ANALYSIS: TRIBUNAL REFORMS BILL 2021

Introduction

The Parliament has recently passed the Tribunals Reforms Bill 2021, which has provisions relating to the tenure of members of tribunals, age criteria for appointment, and search-cum-selection committee for tribunal appointments etc., amidst the furore in parliament by replacing the Tribunal Reforms (Rationalisation and Conditions of Service) Ordinance, 2021. However, the Parliament has reintroduced some provisions in the Bill which were struck down by the Supreme Court earlier which further causes the tussle between the judiciary and the legislature as the legislature interferes with the independence of the judiciary.[1]

In this article, we will discuss briefly the provision of the new bill and the provisions which root the tussle between the Supreme Court and the government.

Provisions of the Tribunals Reform Bill, 2021

Major highlights of the bill are as follows –

  • Removal of Appellate Tribunal – The new Bill dissolved eight Appellate Tribunals and transferred their work to the concerned High Courts and Civil Courts.[2]
  • Amendments to the Finance Act, 2017 – According to the Bill the Central Government will notify the qualification of the members of their terms of service and other conditions of service.[3]
  • Search-cum-selection committees – In the new Bill, the Central Government will have the power to appoint the Chairperson and other members of the Tribunal from the recommendation given by the “Search-cum-selection committee”.[4]

State tribunals will be having different “Search-cum-selection committees”.

  • Eligibility and term of office – The Bill provides for the tenure and minimum age for the members to be appointed, their tenure will be of four years and the minimum age will be 50 years.[5]
  • Removal of tribunal members – According to the new Bill the Central Government will have the power to remove any member of the Tribunal on the recommendation of “Search-cum-selection committees”.[6]
The tussle between Supreme Court and the Government since 2017

The tussle for the powers of the Tribunals is long-dated; started by the Government in 2017 bypassing the Finance Act, 2017 which allows the Government to make rules and conditions for the appointment, term, qualification and allowances, etc. of the member of the tribunals and which has also reduced the number of the tribunal in India from 26 to 19.[7]

The new Tribunal rules conceded by the Government had been seen by the Judiciary as an attempt to interfere with the independence of the Judiciary and had been struck down by the Supreme Court in its judgment Rojer Mathew & Ors. v.

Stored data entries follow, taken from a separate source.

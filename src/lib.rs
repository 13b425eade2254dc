//! healthgate — prediction gateway for chronic-disease risk assessment.
//!
//! Relays health/lifestyle attributes to an external prediction service and
//! maps whatever it answers onto one canonical result:
//! - **Low**: backend reports no chronic-disease risk
//! - **Medium**: moderate risk
//! - **High**: at risk, or an unrecognized risk label
//!
//! The [`server`] module hosts `POST /api/predict`, which tries each
//! configured backend in order ([`upstream`]). The [`client`] module posts
//! [`request::PredictionRequest`]s to that route and runs responses through
//! [`normalize::normalize_prediction`].
//!
//! Uses structured logging via [`tracing`]. Set the `RUST_LOG` environment
//! variable to control log verbosity (e.g., `RUST_LOG=healthgate=debug`).

pub mod client;
pub mod normalize;
pub mod request;
pub mod server;
pub mod upstream;

pub use client::PredictClient;
pub use normalize::{normalize_prediction, PredictionResult, RiskLevel};
pub use request::{HealthForm, PredictionRequest};
pub use upstream::{ForwardOutcome, PredictionForwarder};
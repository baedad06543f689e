//! Credential and endpoint resolution per provider name
//!
//! Lookup order for a provider `p`:
//! - base URL: `{P}_BASE_URL`, then the provider table, then `OPENAI_BASE_URL`
//! - API key: the table entry's key variable, then `{P}_API_KEY`, then `OPENAI_API_KEY`
//!
//! The provider table can be extended from a TOML file:
//! ```toml
//! [providers.together]
//! name = "Together"
//! base_url = "https://api.together.xyz/v1"
//! env_key = "TOGETHER_API_KEY"
//! ```

use anyhow::Context;
use indexmap::IndexMap;
use serde::{Deserialize, Serialize};
use std::collections::HashMap;
use std::path::{Path, PathBuf};

/// Source of per-provider credentials and endpoints
pub trait ConfigResolver: Send + Sync {
    /// API key for a provider, if one is configured
    fn api_key(&self, provider: &str) -> Option<String>;

    /// Base URL for a provider, if one is configured
    fn base_url(&self, provider: &str) -> Option<String>;
}

/// One entry of the provider table
#[derive(Debug, Clone, PartialEq, Eq, Serialize, Deserialize)]
pub struct ProviderInfo {
    /// Display name
    pub name: String,

    /// API base URL
    pub base_url: String,

    /// Environment variable holding the API key
    pub env_key: String,
}

impl ProviderInfo {
    fn new(name: &str, base_url: &str, env_key: &str) -> Self {
        Self {
            name: name.to_string(),
            base_url: base_url.to_string(),
            env_key: env_key.to_string(),
        }
    }
}

/// Known providers keyed by lowercase id
#[derive(Debug, Clone, PartialEq, Eq, Serialize, Deserialize)]
pub struct ProviderTable {
    #[serde(default)]
    providers: IndexMap<String, ProviderInfo>,
}

impl Default for ProviderTable {
    fn default() -> Self {
        Self::builtin()
    }
}

impl ProviderTable {
    /// The providers known out of the box
    pub fn builtin() -> Self {
        let providers = [
            ("openai", ProviderInfo::new("OpenAI", "https://api.openai.com/v1", "OPENAI_API_KEY")),
            ("openrouter", ProviderInfo::new("OpenRouter", "https://openrouter.ai/api/v1", "OPENROUTER_API_KEY")),
            ("azure", ProviderInfo::new("AzureOpenAI", "https://YOUR_PROJECT_NAME.openai.azure.com/openai", "AZURE_OPENAI_API_KEY")),
            ("gemini", ProviderInfo::new("Gemini", "https://generativelanguage.googleapis.com/v1beta/openai", "GEMINI_API_KEY")),
            ("ollama", ProviderInfo::new("Ollama", "http://localhost:11434/v1", "OLLAMA_API_KEY")),
            ("mistral", ProviderInfo::new("Mistral", "https://api.mistral.ai/v1", "MISTRAL_API_KEY")),
            ("deepseek", ProviderInfo::new("DeepSeek", "https://api.deepseek.com", "DEEPSEEK_API_KEY")),
            ("xai", ProviderInfo::new("xAI", "https://api.x.ai/v1", "XAI_API_KEY")),
            ("groq", ProviderInfo::new("Groq", "https://api.groq.com/openai/v1", "GROQ_API_KEY")),
            ("arceeai", ProviderInfo::new("ArceeAI", "https://conductor.arcee.ai/v1", "ARCEEAI_API_KEY")),
        ];

        Self {
            providers: providers
                .into_iter()
                .map(|(id, info)| (id.to_string(), info))
                .collect(),
        }
    }

    /// Look up a provider, case-insensitively
    pub fn get(&self, provider: &str) -> Option<&ProviderInfo> {
        self.providers.get(&provider.to_lowercase())
    }

    /// Add or replace a provider entry
    pub fn insert(&mut self, id: impl Into<String>, info: ProviderInfo) {
        self.providers.insert(id.into().to_lowercase(), info);
    }

    /// Iterate over `(id, info)` pairs in table order
    pub fn iter(&self) -> impl Iterator<Item = (&str, &ProviderInfo)> {
        self.providers.iter().map(|(id, info)| (id.as_str(), info))
    }

    /// Built-in table overlaid with the `[providers.*]` entries of a TOML document
    pub fn from_toml_str(content: &str) -> anyhow::Result<Self> {
        let user: ProviderTable = toml::from_str(content).context("invalid provider table")?;
        let mut table = Self::builtin();
        for (id, info) in user.providers {
            table.insert(id, info);
        }
        Ok(table)
    }

    /// Load a provider table from a TOML file
    pub fn load(path: impl AsRef<Path>) -> anyhow::Result<Self> {
        let path = path.as_ref();
        let content = std::fs::read_to_string(path)
            .with_context(|| format!("failed to read {}", path.display()))?;
        Self::from_toml_str(&content).with_context(|| format!("failed to parse {}", path.display()))
    }

    /// Load from the default config file, falling back to the built-in table
    /// when the file does not exist
    pub fn load_with_default() -> anyhow::Result<Self> {
        match Self::default_path() {
            Some(path) if path.exists() => {
                tracing::debug!("Loading provider table from {}", path.display());
                Self::load(path)
            }
            _ => Ok(Self::builtin()),
        }
    }

    /// `<config_dir>/llm-factory/config.toml`
    pub fn default_path() -> Option<PathBuf> {
        dirs::config_dir().map(|dir| dir.join("llm-factory").join("config.toml"))
    }
}

/// Resolves credentials from a provider table and an environment snapshot
#[derive(Debug, Clone, Default)]
pub struct EnvResolver {
    table: ProviderTable,
    vars: HashMap<String, String>,
}

impl EnvResolver {
    /// Snapshot the process environment
    pub fn from_env(table: ProviderTable) -> Self {
        Self {
            table,
            vars: std::env::vars().collect(),
        }
    }

    /// Resolve against an explicit variable map
    pub fn with_vars(table: ProviderTable, vars: HashMap<String, String>) -> Self {
        Self { table, vars }
    }

    /// The provider table in use
    pub fn table(&self) -> &ProviderTable {
        &self.table
    }

    fn var(&self, key: &str) -> Option<String> {
        self.vars.get(key).filter(|v| !v.is_empty()).cloned()
    }
}

impl ConfigResolver for EnvResolver {
    fn api_key(&self, provider: &str) -> Option<String> {
        if let Some(info) = self.table.get(provider) {
            let key = self.var(&info.env_key);
            // Local Ollama servers ignore the key, but clients still send one
            if key.is_none() && info.name.eq_ignore_ascii_case("ollama") {
                return Some("dummy".to_string());
            }
            return key;
        }

        self.var(&format!("{}_API_KEY", provider.to_uppercase()))
            .or_else(|| self.var("OPENAI_API_KEY"))
    }

    fn base_url(&self, provider: &str) -> Option<String> {
        self.var(&format!("{}_BASE_URL", provider.to_uppercase()))
            .or_else(|| self.table.get(provider).map(|info| info.base_url.clone()))
            .or_else(|| self.var("OPENAI_BASE_URL"))
    }
}
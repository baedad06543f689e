//! CLI definitions for llm-factory

use clap::{Parser, Subcommand};

#[derive(Parser)]
#[command(name = "llm-factory")]
#[command(about = "Inspect and exercise OpenAI / Azure OpenAI client configuration", long_about = None)]
pub struct Cli {
    /// Provider table file (default: <config_dir>/llm-factory/config.toml)
    #[arg(long, global = true)]
    pub providers: Option<String>,

    #[command(subcommand)]
    pub command: Commands,
}

#[derive(Subcommand)]
pub enum Commands {
    /// Show which client a provider resolves to
    Show {
        /// Provider name (e.g. openai, azure, groq); omitted means openai
        #[arg(short, long)]
        provider: Option<String>,
    },

    /// List the known providers
    Providers,

    /// Send a chat completion request
    Chat {
        /// Provider name; omitted means openai
        #[arg(short, long)]
        provider: Option<String>,

        /// Model (or Azure deployment) to use
        #[arg(short, long, default_value = "gpt-4o-mini")]
        model: String,

        /// System prompt
        #[arg(long)]
        system: Option<String>,

        /// Request a streaming response and print the raw event stream
        #[arg(short, long)]
        stream: bool,

        /// Show token usage statistics after response
        #[arg(long)]
        token_stats: bool,

        /// Query text
        query: Vec<String>,
    },
}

South Indian Bank Ltd. & Ors. (2019).[8]

But in February 2020 Government introduces the new rules which were again struck down by the Supreme Court in its judgment Madras Bar Association v. Union of India (2020) and the court suggested some amendments in the rules like re-appointment of members of the tribunal and allowing the Advocates with 10 years of experience to be appointed as a member and increasing the tenure to 5 years etc.

However, to overrule the court order, the Government has introduced the Tribunals Reforms (Rationalisation and Conditions of Service) Bill, 2021 but could not get it passed in the budget session, so the Government has promulgated the Tribunals Reforms (Rationalization and Conditions of Service) Ordinance, 2021 in April this year, which yet contain the provisions which were struck down by the Supreme Court in its order earlier in November 2020.[9]

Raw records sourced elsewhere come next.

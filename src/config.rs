//! Client configuration
//!
//! Two inputs drive client construction:
//! 1. [`ClientConfig`] - which provider to target, resolved once into a [`ProviderKind`]
//! 2. [`ClientEnvironment`] - process-level settings shared by every client
//!    (organization, project, timeout, Azure API version)
//!
//! Environment variables:
//! - `OPENAI_ORGANIZATION` - Organization id sent with every request
//! - `OPENAI_PROJECT` - Project id sent with every request
//! - `OPENAI_TIMEOUT_MS` - Request timeout in milliseconds
//! - `AZURE_OPENAI_API_VERSION` - API version for Azure deployments

use serde::{Deserialize, Deserializer};
use std::collections::HashMap;
use std::time::Duration;

/// API version used for Azure deployments when none is configured
pub const DEFAULT_AZURE_API_VERSION: &str = "2025-03-01-preview";

/// Which construction path a provider takes
#[derive(Debug, Clone, Copy, PartialEq, Eq, Hash, Default)]
pub enum ProviderKind {
    /// OpenAI and every OpenAI-compatible endpoint
    #[default]
    Standard,
    /// Azure OpenAI Service
    Azure,
}

impl ProviderKind {
    /// Resolve a provider name.
    ///
    /// Only a case-insensitive match on `"azure"` selects [`ProviderKind::Azure`].
    /// Anything else, including an absent or unrecognized name, is
    /// [`ProviderKind::Standard`].
    pub fn from_provider(provider: Option<&str>) -> Self {
        match provider {
            Some(name) if name.eq_ignore_ascii_case("azure") => ProviderKind::Azure,
            _ => ProviderKind::Standard,
        }
    }

    /// Get the default API base URL for this provider kind
    pub fn default_base_url(&self) -> Option<&'static str> {
        match self {
            ProviderKind::Standard => Some("https://api.openai.com/v1"),
            // Azure endpoints are per-resource
            ProviderKind::Azure => None,
        }
    }
}

/// Which provider a client should target
///
/// The provider name and its [`ProviderKind`] are only changed together.
#[derive(Debug, Clone, PartialEq, Eq, Default)]
pub struct ClientConfig {
    provider: Option<String>,
    kind: ProviderKind,
}

impl ClientConfig {
    /// Create a config for the given provider name
    pub fn new(provider: Option<impl Into<String>>) -> Self {
        let provider: Option<String> = provider.map(Into::into);
        let kind = ProviderKind::from_provider(provider.as_deref());
        Self { provider, kind }
    }

    /// Create a config for a named provider
    pub fn for_provider(provider: impl Into<String>) -> Self {
        Self::new(Some(provider))
    }

    /// Provider name as the caller spelled it
    pub fn provider(&self) -> Option<&str> {
        self.provider.as_deref()
    }

    /// Replace the provider name, re-resolving the construction path
    pub fn set_provider(&mut self, provider: Option<impl Into<String>>) {
        *self = Self::new(provider);
    }

    /// The resolved construction path
    pub fn kind(&self) -> ProviderKind {
        self.kind
    }

    /// Provider name used for credential lookup.
    ///
    /// An absent provider is looked up as `"openai"`.
    pub fn lookup_name(&self) -> &str {
        self.provider.as_deref().unwrap_or("openai")
    }
}

impl<'de> Deserialize<'de> for ClientConfig {
    fn deserialize<D>(deserializer: D) -> std::result::Result<Self, D::Error>
    where
        D: Deserializer<'de>,
    {
        #[derive(Deserialize)]
        struct Raw {
            #[serde(default)]
            provider: Option<String>,
        }

        let raw = Raw::deserialize(deserializer)?;
        Ok(ClientConfig::new(raw.provider))
    }
}

/// Process-level settings applied to every client
#[derive(Debug, Clone, PartialEq, Eq)]
pub struct ClientEnvironment {
    /// Organization id (sent as `OpenAI-Organization`)
    pub organization: Option<String>,

    /// Project id (sent as `OpenAI-Project`)
    pub project: Option<String>,

    /// Request timeout; `None` leaves the client default in place
    pub timeout: Option<Duration>,

    /// API version for Azure deployments
    pub azure_api_version: String,
}

fn default_api_version() -> String {
    DEFAULT_AZURE_API_VERSION.to_string()
}

impl Default for ClientEnvironment {
    fn default() -> Self {
        Self {
            organization: None,
            project: None,
            timeout: None,
            azure_api_version: default_api_version(),
        }
    }
}

impl ClientEnvironment {
    /// Load settings from the process environment
    pub fn from_env() -> Self {
        let vars: HashMap<String, String> = std::env::vars().collect();
        Self::from_vars(&vars)
    }

    /// Load settings from an explicit variable map
    pub fn from_vars(vars: &HashMap<String, String>) -> Self {
        // Organization and project are passed through as given
        let raw = |key: &str| vars.get(key).filter(|v| !v.is_empty()).cloned();
        let get = |key: &str| {
            vars.get(key)
                .map(|v| v.trim().to_string())
                .filter(|v| !v.is_empty())
        };

        let timeout = get("OPENAI_TIMEOUT_MS").and_then(|raw| match raw.parse::<u64>() {
            Ok(ms) => Some(Duration::from_millis(ms)),
            Err(e) => {
                tracing::warn!("Ignoring invalid OPENAI_TIMEOUT_MS={:?}: {}", raw, e);
                None
            }
        });

        Self {
            organization: raw("OPENAI_ORGANIZATION"),
            project: raw("OPENAI_PROJECT"),
            timeout,
            azure_api_version: get("AZURE_OPENAI_API_VERSION").unwrap_or_else(default_api_version),
        }
    }

    /// Set the organization id
    pub fn with_organization(mut self, organization: impl Into<String>) -> Self {
        self.organization = Some(organization.into());
        self
    }

    /// Set the project id
    pub fn with_project(mut self, project: impl Into<String>) -> Self {
        self.project = Some(project.into());
        self
    }

    /// Set the request timeout
    pub fn with_timeout(mut self, timeout: Duration) -> Self {
        self.timeout = Some(timeout);
        self
    }

    /// Set the Azure API version
    pub fn with_api_version(mut self, version: impl Into<String>) -> Self {
        self.azure_api_version = version.into();
        self
    }
}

Furthermore, on June 30, the Government has notified the rules through the Tribunal, Appellate Tribunal and other Authorities (Qualifications, Experience and other Conditions of Service of Members) (Amendment) Rules, 2021 which contains the rules as recommended by the court in its judgment mentioned above.

Nonetheless, the Supreme Court has struck down individually the ordinance and the Rules, 2021, as they still contain the provisions which are not amended as directed by the court, for instance, the new rules still contain the provision of a minimum age of 50 for the appointment and the tenure is still the four years.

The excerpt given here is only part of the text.